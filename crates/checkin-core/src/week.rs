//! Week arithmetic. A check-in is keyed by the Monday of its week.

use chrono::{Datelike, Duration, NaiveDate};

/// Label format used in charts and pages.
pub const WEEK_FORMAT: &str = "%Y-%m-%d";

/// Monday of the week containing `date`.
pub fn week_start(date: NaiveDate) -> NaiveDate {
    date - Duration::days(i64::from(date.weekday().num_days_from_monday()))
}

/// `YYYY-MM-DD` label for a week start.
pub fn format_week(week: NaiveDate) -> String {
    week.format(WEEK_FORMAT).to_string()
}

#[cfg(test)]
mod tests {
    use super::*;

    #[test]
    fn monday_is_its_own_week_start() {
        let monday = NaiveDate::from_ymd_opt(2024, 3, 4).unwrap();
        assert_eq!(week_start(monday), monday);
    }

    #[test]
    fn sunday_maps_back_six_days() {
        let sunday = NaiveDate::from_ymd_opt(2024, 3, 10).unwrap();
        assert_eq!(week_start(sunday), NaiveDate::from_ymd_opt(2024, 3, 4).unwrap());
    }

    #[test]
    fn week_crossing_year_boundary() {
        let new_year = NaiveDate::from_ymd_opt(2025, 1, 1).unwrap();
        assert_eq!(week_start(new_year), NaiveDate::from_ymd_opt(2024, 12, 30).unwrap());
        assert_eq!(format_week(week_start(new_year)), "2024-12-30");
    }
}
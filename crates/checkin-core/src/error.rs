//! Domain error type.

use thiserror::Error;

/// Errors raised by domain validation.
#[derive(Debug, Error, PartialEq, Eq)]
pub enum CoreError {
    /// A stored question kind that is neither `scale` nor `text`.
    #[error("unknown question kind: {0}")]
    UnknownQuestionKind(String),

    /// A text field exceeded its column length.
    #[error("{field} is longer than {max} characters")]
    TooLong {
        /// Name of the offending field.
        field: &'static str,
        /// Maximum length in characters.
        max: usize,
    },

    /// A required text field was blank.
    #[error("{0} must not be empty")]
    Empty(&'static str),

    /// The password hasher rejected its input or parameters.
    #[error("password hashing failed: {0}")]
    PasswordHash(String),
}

+++

* PROBLEM DETAILS: Search each line of the data above for "filename", and copy the lines where it occurs.

* SOLVED PROBLEM:
filename crates/checkin-core/src/week.rs
filename crates/checkin-core/src/error.rs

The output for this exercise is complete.